Rationale for the rating
The rating reflects established track record of operations of MSLL’s parent (Maharashtra State Road Development Corporation - MSRDC) in the infrastructural construction segment, strong resource mobilization ability on account of continued operational and financial support from MSRDC and Government of Maharashtra (GOM). The rating further factors in the improved operating performance of MSLL during FY2023 on the back of working environment in Corporates being back to normalcy as seen from the increased toll collections during FY2023 against FY2022. The toll collections stood at ~Rs. 203  during FY2023 (Provisional) against ~Rs. 63 Cr. in FY2022. Further, the losses have also been decreasing gradually over the years and stood at ~Rs. (133 Cr.) during H1FY2024 from Rs. (170 Cr.) in FY2023 (Provisional) and Rs.(298 Cr.) in FY2022. However, the rating strengths are partially offset by MSLL’s financial risk profile which remains under pressure on account of substantial debt and susceptibility of profits towards traffic volume on the Bandra Worli Sea Link (BWSL).

About the Company
­MSLL is a special purpose vehicle promoted by MSRDC in October 2018 for operation, maintenance and toll collection of the Bandra-Worli Sea Link (BWSL) Bridge situated in Mumbai, Maharashtra. BWSL is an operational asset with a tolling track record of nine years. The total length of the sea link is 5.6 kms consisting 8 lane bridge of 4 kms which includes a cable stayed portion of 500 metres and Bandra side approach of 1.6 kms. BWSL connects two key suburbs of Bandra and Worli in Mumbai significantly reducing commute time. The toll collections rights of BWSL were transferred to MSLL in February 2020 from MSRDC for a consideration of Rs. 3000 Cr. This was to be paid in two tranches of Rs. 1940 Cr upfront and Rs. 1060 Cr deferred payment in 2039. The Rs. 1940 Cr was a funded debt of Rs. 1650 Cr and rest through promoter’s contribution. The current Directors of MSLL are Mr. Sanjay Lalasaheb Yadav, Mr. Radheshyam Laxmanrao Mopalwar and Mr. Vijaya Vivekanand Shenoy.
 
Unsupported Rating
­Not Applicable
 
Analytical Approach
­Acuité has considered a standalone approach while assessing the business and financial risk profile of MSSL and has factored in financial, operational and managerial support it receives from GoM through MSRDC by virtue of being a step down subsidiary of the GoM. The rating factors in the 100 percent holding of MSRDC (a GoM entity) in MSSL along with the strategically important role played by the entity in operating a key infrastructure project in the state.
 

Key Rating Drivers

Strengths
­Extensive experience of MSRDC in road and highway infrastructure segment
MSLL is a subsidiary of MSRDC (100 per cent stake) and a step-down subsidiary of GOM. MSRDC, a corporation established and fully owned by the GOM, is a limited company incorporated in 1996. It is established to oversee large road infrastructure projects across State of Maharashtra.

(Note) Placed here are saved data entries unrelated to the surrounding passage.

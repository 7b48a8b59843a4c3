//! Integration coverage for `epicbox::classify` through the public
//! API, combining a communicator outcome with inspected container
//! state the way `lifecycle::start` actually does.

use epicbox::classify::{classify, InspectedState};
use epicbox::communicator::CommunicatorOutcome;

#[test]
fn timed_out_outcome_never_reaches_inspect() {
    let result = classify(CommunicatorOutcome::TimedOut, None);
    assert_eq!(result.exit_code, None);
    assert!(result.timeout);
    assert!(result.stdout.is_empty());
}

#[test]
fn completed_outcome_without_an_inspect_result_falls_back_to_defaults() {
    let outcome = CommunicatorOutcome::Completed {
        stdout: b"ok\n".to_vec(),
        stderr: Vec::new(),
    };
    let result = classify(outcome, None);
    assert_eq!(result.exit_code, None);
    assert!(!result.timeout);
    assert_eq!(result.stdout, b"ok\n");
}

#[test]
fn completed_outcome_with_oom_flag_set_is_not_misclassified_as_timeout() {
    let outcome = CommunicatorOutcome::Completed {
        stdout: Vec::new(),
        stderr: b"killed\n".to_vec(),
    };
    let inspected = InspectedState {
        exit_code: Some(137),
        started_at: None,
        finished_at: None,
        oom_killed: true,
    };
    let result = classify(outcome, Some(inspected));
    assert!(result.oom_killed);
    assert!(!result.timeout);
    assert_eq!(result.stderr, b"killed\n");
}
//! Thin CLI entry point: load configuration, configure the profile
//! registry, run one sandbox, print the result as JSON. This is the
//! "thin top-level `run()` convenience" — composition, not a second
//! subsystem; the engineering lives in the library.

use std::path::PathBuf;

use anyhow::{Context, Result};
use clap::Parser;
use epicbox::{Configuration, CreateOptions, SandboxFile};
use tracing::info;

#[derive(Parser)]
#[command(name = "epicbox")]
#[command(about = "Runs untrusted code inside ephemeral containers")]
#[command(version)]
struct Cli {
    /// Path to configuration file
    #[arg(short, long, default_value = "epicbox.toml")]
    config: PathBuf,

    /// Enable debug logging
    #[arg(short, long)]
    debug: bool,

    /// Registered profile name to run against
    profile: String,

    /// Command to run; falls back to the profile's default command,
    /// then the literal "true"
    command: Option<String>,

    /// Bytes to send on stdin
    #[arg(long)]
    stdin: Option<String>,

    /// Wall-clock limit override, in seconds
    #[arg(long)]
    realtime: Option<i64>,

    /// CPU-time limit override, in seconds
    #[arg(long)]
    cputime: Option<i64>,

    /// Memory limit override, in megabytes
    #[arg(long)]
    memory: Option<i64>,
}

#[tokio::main]
async fn main() -> Result<()> {
    let cli = Cli::parse();

    let log_level = if cli.debug { "debug" } else { "info" };
    tracing_subscriber::fmt()
        .with_env_filter(
            tracing_subscriber::EnvFilter::try_from_default_env()
                .unwrap_or_else(|_| format!("epicbox={}", log_level).into()),
        )
        .init();

    info!("Starting epicbox v{}", env!("CARGO_PKG_VERSION"));

    let configuration = Configuration::load(&cli.config)
        .with_context(|| format!("failed to load configuration from {}", cli.config.display()))?;
    epicbox::configure(
        configuration.profiles(),
        configuration.engine_url.clone(),
        configuration.container_prefix.clone(),
    );

    let limits = epicbox::LimitsOverride {
        cputime: cli.cputime,
        realtime: cli.realtime,
        memory: cli.memory,
        processes: None,
        file_size: None,
    };

    let options = CreateOptions {
        command: cli.command,
        files: Vec::<SandboxFile>::new(),
        limits,
        workdir: None,
    };

    let stdin = cli.stdin.map(|s| s.into_bytes());
    let result = epicbox::run(&cli.profile, options, stdin).await?;

    println!("{}", serde_json::to_string_pretty(&to_json(&result))?);
    Ok(())
}

fn to_json(result: &epicbox::SandboxRunResult) -> serde_json::Value {
    serde_json::json!({
        "exit_code": result.exit_code,
        "stdout": String::from_utf8_lossy(&result.stdout),
        "stderr": String::from_utf8_lossy(&result.stderr),
        "duration_s": result.duration_s,
        "timeout": result.timeout,
        "oom_killed": result.oom_killed,
    })
}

MSRDC has successfully completed key projects such as Mumbai Pune Express Way (MPEW), Bandra Worli Sea Link (BWSL) and Satara Kagal Road amongst others. MSRDC has also been tasked with the execution of the critical Hindu Hridaysamrat Balasaheb Thakare Maharashtra Samruddhi Mahamarg Project, a ~701 km project passing through 10 districts of Maharashtra which is also supported by GoM. The Board of MSLL comprises of civil servants appointed by the GOM. CEO of MSLL also holds the post of Managing Director for MSRDC. MSLL tasked with operation, maintenance and toll collection of the BWSL Bridge situated in Mumbai. BWSL is an operational asset with a tolling track record of nine years. The total length of the sea link is 5.6 kms consisting of 8-lane bridge of 4 kms which includes a cable stayed portion of 500 metres and approach of 1.6 kms on the Bandra side. BWSL connects two key suburbs of Bandra and Worli in Mumbai significantly reducing commute time. Acuité believes the continued management support from MSRDC and GOM will be a key rating sensitivity

Key location of the project with low risk of alternative routes
The BWSL project connects two key suburbs Bandra and Worli. It reduces the travelling time between two suburbs by 15 to 30 mins depending on the time of the day. Currently there is a low risk of alternative routes with similar efficiency and hence demand risk remains low. This can be also seen from the improved toll collections during FY2023. The toll collections have stood at ~Rs. 203 Cr. in FY2023(Provisional.) against ~Rs. 63 Cr. in FY2022 witnessing a growth of almost 220%. During FY2022 the collections were affected due to covid induced lockdowns and mandatory work from home protocols. However, other factors that can affect the traffic on the route are the narrow access route from the Worli end leading to congestion and upcoming Mumbai Metro Line 3. However, the planned coastal corridor connecting South Bombay to Western Suburbs of Borivali of which BWSL will be a part would act as mitigating factor for the traffic risk. Also, the low overlap of users of Metro and BWSL will also reduce the risk of Metro becoming a full-fledged alternative to the Sea Link.  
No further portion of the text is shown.